= Beginning of Section =

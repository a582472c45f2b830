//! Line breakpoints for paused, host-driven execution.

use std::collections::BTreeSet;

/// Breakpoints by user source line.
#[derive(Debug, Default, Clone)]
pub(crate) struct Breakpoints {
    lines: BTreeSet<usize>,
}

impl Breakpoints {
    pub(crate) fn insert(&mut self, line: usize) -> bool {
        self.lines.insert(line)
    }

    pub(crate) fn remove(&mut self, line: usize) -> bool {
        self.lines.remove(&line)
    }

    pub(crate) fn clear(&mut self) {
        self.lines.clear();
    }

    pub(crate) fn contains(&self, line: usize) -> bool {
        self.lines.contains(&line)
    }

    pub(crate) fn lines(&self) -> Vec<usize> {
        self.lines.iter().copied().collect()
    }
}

= End of Section =
= Beginning of Section =

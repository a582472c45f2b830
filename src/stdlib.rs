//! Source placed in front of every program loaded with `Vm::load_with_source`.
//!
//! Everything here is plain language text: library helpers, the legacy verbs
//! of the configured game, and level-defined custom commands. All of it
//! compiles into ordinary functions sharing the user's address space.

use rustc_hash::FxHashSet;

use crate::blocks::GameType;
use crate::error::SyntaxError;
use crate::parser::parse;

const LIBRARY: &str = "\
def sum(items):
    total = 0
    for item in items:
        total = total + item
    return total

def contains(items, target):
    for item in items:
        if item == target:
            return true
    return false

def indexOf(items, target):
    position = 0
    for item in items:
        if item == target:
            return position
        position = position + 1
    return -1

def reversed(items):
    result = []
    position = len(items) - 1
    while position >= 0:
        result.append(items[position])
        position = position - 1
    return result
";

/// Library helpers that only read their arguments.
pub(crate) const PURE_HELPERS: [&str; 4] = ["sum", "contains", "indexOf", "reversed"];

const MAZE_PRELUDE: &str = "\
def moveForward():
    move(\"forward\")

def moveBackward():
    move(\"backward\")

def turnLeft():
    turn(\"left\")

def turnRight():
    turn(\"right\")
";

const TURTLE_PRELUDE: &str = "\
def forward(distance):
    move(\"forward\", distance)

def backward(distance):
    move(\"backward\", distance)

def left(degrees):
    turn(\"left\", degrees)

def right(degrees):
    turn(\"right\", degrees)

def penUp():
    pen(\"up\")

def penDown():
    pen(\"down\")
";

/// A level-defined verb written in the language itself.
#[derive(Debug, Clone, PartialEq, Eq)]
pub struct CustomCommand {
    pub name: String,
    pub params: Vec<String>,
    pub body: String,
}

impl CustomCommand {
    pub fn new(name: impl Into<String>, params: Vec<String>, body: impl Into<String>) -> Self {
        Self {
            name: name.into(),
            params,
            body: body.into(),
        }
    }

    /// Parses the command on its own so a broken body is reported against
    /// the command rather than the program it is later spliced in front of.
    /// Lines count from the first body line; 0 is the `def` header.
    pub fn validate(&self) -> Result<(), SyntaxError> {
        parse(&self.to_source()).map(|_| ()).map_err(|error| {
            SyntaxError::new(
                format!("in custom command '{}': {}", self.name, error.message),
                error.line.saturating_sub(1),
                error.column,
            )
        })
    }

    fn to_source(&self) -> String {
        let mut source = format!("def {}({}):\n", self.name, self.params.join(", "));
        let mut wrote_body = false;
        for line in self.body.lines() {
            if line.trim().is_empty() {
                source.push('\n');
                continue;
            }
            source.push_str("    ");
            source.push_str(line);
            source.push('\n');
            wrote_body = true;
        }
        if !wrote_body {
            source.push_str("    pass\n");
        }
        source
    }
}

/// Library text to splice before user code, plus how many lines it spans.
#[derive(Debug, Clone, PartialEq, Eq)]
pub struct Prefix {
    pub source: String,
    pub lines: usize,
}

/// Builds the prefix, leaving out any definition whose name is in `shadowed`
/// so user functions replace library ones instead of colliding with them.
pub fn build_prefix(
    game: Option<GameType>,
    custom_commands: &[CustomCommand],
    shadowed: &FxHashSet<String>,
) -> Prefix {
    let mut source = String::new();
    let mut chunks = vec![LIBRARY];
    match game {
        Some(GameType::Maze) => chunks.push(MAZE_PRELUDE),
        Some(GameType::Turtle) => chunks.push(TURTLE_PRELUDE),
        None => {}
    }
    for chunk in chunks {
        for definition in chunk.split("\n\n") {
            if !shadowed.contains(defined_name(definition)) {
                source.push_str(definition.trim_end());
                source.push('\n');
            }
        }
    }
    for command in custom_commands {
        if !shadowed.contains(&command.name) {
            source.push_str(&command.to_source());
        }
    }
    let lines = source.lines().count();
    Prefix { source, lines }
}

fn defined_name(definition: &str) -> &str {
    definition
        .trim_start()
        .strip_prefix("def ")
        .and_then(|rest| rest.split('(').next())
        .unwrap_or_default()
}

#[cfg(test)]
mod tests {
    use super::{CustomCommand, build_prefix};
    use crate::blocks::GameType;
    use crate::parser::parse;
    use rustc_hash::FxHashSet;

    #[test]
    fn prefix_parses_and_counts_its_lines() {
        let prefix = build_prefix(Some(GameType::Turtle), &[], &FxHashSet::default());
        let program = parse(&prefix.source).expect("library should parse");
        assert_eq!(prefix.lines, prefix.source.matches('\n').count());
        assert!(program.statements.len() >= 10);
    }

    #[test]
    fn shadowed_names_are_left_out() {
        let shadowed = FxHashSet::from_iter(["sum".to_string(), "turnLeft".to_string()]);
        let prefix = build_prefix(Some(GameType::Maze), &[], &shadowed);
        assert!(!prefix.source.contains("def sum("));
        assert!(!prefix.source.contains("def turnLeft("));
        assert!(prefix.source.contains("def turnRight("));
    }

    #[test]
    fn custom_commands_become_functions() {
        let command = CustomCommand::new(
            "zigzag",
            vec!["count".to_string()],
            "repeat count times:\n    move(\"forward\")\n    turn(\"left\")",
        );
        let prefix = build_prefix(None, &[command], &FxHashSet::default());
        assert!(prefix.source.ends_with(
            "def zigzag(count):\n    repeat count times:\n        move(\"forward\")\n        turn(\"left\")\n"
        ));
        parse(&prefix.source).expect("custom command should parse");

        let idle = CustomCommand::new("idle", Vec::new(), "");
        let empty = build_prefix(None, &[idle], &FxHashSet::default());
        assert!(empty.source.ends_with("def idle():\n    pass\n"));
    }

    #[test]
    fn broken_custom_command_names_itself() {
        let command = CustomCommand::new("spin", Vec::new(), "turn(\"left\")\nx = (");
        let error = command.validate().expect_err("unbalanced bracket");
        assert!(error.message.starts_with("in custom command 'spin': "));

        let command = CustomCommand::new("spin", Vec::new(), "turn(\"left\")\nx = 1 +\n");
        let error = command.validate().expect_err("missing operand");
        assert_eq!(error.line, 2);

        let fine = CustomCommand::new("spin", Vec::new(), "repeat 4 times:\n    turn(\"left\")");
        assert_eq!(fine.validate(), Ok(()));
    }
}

= End of Section =

Find all lines in the records that hold the word "Some". Copy them.

Answer —
        Some(GameType::Maze) => chunks.push(MAZE_PRELUDE),
        Some(GameType::Turtle) => chunks.push(TURTLE_PRELUDE),
        let prefix = build_prefix(Some(GameType::Turtle), &[], &FxHashSet::default());
        let prefix = build_prefix(Some(GameType::Maze), &[], &shadowed);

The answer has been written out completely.